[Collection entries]
===============

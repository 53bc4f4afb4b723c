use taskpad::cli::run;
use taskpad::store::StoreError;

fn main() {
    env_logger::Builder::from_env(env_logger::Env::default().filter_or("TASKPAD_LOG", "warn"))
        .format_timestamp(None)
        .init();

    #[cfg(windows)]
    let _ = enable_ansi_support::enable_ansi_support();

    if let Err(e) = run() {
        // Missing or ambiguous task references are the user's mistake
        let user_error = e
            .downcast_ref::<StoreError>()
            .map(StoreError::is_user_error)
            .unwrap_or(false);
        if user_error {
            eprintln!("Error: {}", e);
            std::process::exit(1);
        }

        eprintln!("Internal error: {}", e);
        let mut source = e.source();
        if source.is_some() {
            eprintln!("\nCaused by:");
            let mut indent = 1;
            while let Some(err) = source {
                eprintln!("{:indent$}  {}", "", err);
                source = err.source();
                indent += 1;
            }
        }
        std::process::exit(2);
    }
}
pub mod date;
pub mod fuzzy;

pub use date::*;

===============

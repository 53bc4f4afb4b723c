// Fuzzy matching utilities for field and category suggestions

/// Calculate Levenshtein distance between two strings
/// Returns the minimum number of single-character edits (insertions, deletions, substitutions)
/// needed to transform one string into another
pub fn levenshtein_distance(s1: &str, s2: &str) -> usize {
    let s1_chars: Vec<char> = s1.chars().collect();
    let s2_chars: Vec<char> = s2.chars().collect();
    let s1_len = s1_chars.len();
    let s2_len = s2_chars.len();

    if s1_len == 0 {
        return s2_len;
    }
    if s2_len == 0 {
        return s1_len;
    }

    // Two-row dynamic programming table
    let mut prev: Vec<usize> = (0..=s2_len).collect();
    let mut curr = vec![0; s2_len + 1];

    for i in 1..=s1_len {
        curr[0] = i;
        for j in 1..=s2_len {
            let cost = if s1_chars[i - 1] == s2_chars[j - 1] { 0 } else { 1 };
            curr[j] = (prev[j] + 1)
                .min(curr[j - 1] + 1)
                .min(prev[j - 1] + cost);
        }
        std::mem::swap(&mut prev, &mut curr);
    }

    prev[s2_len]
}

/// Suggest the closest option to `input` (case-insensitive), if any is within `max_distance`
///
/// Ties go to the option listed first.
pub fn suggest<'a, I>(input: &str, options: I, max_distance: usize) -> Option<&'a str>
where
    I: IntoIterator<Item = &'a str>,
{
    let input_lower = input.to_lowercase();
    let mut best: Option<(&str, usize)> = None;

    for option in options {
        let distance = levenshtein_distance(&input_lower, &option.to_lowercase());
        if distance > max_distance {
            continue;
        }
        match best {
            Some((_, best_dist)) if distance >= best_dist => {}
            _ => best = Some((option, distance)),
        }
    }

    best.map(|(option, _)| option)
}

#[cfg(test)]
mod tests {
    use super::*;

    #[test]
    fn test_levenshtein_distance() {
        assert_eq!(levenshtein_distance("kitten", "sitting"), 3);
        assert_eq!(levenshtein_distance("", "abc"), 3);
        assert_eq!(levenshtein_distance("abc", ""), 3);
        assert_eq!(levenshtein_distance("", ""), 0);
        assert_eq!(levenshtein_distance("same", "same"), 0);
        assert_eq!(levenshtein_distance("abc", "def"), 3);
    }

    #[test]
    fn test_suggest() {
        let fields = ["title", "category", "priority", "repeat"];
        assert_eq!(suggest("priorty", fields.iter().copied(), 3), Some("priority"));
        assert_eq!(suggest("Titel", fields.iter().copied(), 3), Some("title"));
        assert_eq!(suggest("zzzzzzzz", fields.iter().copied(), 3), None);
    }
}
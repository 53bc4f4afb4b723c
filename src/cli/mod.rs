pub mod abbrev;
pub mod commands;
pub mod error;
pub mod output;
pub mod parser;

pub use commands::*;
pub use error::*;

===============

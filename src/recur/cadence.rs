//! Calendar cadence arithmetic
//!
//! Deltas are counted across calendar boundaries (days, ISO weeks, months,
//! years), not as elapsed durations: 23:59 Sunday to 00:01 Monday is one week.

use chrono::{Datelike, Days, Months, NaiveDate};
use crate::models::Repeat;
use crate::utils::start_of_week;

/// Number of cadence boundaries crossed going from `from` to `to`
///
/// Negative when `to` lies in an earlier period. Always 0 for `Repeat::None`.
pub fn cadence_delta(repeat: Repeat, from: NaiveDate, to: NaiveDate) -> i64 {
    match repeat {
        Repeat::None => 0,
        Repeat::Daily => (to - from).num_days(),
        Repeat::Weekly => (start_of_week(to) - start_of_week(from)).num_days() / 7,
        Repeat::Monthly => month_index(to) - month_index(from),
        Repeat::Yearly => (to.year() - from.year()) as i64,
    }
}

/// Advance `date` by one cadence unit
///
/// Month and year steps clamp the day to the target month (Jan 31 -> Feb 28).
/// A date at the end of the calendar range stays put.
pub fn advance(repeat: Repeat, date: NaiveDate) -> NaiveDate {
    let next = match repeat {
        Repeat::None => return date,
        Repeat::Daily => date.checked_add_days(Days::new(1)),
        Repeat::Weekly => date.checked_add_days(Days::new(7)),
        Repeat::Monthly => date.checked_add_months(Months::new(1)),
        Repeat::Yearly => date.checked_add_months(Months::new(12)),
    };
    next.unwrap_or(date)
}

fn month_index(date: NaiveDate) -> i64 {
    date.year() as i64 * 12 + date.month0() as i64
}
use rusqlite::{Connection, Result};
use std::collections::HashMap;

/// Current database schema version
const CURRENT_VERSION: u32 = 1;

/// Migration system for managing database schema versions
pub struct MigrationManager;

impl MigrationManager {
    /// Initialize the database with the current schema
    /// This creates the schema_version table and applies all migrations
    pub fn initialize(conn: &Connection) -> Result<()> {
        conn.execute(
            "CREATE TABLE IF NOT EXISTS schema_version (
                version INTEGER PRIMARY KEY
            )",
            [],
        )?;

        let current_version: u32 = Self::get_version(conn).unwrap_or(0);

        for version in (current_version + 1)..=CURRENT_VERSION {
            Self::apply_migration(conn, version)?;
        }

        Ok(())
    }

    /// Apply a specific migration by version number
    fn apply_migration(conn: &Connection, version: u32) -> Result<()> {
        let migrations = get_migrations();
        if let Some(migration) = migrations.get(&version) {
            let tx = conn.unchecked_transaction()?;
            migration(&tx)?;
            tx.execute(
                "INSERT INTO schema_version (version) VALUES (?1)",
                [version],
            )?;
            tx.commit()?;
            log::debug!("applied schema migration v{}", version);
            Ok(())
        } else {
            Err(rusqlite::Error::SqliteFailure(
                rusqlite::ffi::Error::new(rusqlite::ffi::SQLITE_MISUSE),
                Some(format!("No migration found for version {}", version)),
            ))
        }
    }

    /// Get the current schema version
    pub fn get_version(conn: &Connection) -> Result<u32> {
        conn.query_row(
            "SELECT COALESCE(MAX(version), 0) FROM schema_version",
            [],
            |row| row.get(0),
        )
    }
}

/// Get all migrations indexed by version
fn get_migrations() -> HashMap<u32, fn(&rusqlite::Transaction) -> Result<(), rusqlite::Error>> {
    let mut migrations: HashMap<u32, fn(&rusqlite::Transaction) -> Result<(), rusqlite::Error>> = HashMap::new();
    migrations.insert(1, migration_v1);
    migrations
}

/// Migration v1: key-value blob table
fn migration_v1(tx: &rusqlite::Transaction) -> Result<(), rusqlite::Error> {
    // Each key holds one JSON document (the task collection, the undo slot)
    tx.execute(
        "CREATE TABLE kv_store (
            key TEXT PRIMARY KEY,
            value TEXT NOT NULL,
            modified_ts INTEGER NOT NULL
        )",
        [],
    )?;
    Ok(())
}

===============

> **WHAT YOU NEED TO DO**: Reproduce only the lines above spanning from the line containing "let mut migrations: HashMap<u32, fn(&rusqlite::Transaction)" through the line containing "fn migration_v1(tx: &rusqlite::Transaction)", word for word.

> **ANSWER SPACE**:
    let mut migrations: HashMap<u32, fn(&rusqlite::Transaction) -> Result<(), rusqlite::Error>> = HashMap::new();
    migrations.insert(1, migration_v1);
    migrations
}

/// Migration v1: key-value blob table
fn migration_v1(tx: &rusqlite::Transaction) -> Result<(), rusqlite::Error> {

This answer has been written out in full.